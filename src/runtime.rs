use std::sync::mpsc::{Receiver, RecvTimeoutError};
use std::time::Duration;

/// Deferred events the engine asks a [`crate::scheduler::Scheduler`] to deliver.
#[derive(Clone, Copy, Debug, PartialEq, Eq)]
pub enum EngineEvent {
    /// The settling delay of an in-flight hour resolution has elapsed.
    ResolutionSettled { ticket: u64 },
    /// One countdown tick for the timer run identified by `generation`.
    CountdownTick { generation: u64 },
}

/// Source of engine events (timer callbacks, settling delays).
pub trait EngineEventSource {
    /// Block for up to `timeout` waiting for an event.
    /// Returns Ok(event) if an event arrives before the timeout, or Err(Timeout) if it expires.
    fn recv_timeout(&self, timeout: Duration) -> Result<EngineEvent, RecvTimeoutError>;
}

/// Event source fed by [`crate::scheduler::ThreadScheduler`]
pub struct ChannelEventSource {
    rx: Receiver<EngineEvent>,
}

impl ChannelEventSource {
    pub fn new(rx: Receiver<EngineEvent>) -> Self {
        Self { rx }
    }
}

impl EngineEventSource for ChannelEventSource {
    fn recv_timeout(&self, timeout: Duration) -> Result<EngineEvent, RecvTimeoutError> {
        self.rx.recv_timeout(timeout)
    }
}

/// Runner that hands scheduled events back to the owning thread one at a time
pub struct Runner<E: EngineEventSource> {
    event_source: E,
    poll_interval: Duration,
}

impl<E: EngineEventSource> Runner<E> {
    pub fn new(event_source: E, poll_interval: Duration) -> Self {
        Self {
            event_source,
            poll_interval,
        }
    }

    /// Blocks up to the poll interval and returns the next event, or None on timeout
    pub fn step(&self) -> Option<EngineEvent> {
        match self.event_source.recv_timeout(self.poll_interval) {
            Ok(ev) => Some(ev),
            Err(RecvTimeoutError::Timeout) | Err(RecvTimeoutError::Disconnected) => None,
        }
    }
}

▶ **Work task**
Each line in the listing above from the one containing "use std::time::Duration;" through the one containing "one at a time" should be repeated exactly, and no other line.

▶ **Response to this exercise**
use std::time::Duration;

/// Deferred events the engine asks a [`crate::scheduler::Scheduler`] to deliver.
#[derive(Clone, Copy, Debug, PartialEq, Eq)]
pub enum EngineEvent {
    /// The settling delay of an in-flight hour resolution has elapsed.
    ResolutionSettled { ticket: u64 },
    /// One countdown tick for the timer run identified by `generation`.
    CountdownTick { generation: u64 },
}

/// Source of engine events (timer callbacks, settling delays).
pub trait EngineEventSource {
    /// Block for up to `timeout` waiting for an event.
    /// Returns Ok(event) if an event arrives before the timeout, or Err(Timeout) if it expires.
    fn recv_timeout(&self, timeout: Duration) -> Result<EngineEvent, RecvTimeoutError>;
}

/// Event source fed by [`crate::scheduler::ThreadScheduler`]
pub struct ChannelEventSource {
    rx: Receiver<EngineEvent>,
}

impl ChannelEventSource {
    pub fn new(rx: Receiver<EngineEvent>) -> Self {
        Self { rx }
    }
}

impl EngineEventSource for ChannelEventSource {
    fn recv_timeout(&self, timeout: Duration) -> Result<EngineEvent, RecvTimeoutError> {
        self.rx.recv_timeout(timeout)
    }
}

/// Runner that hands scheduled events back to the owning thread one at a time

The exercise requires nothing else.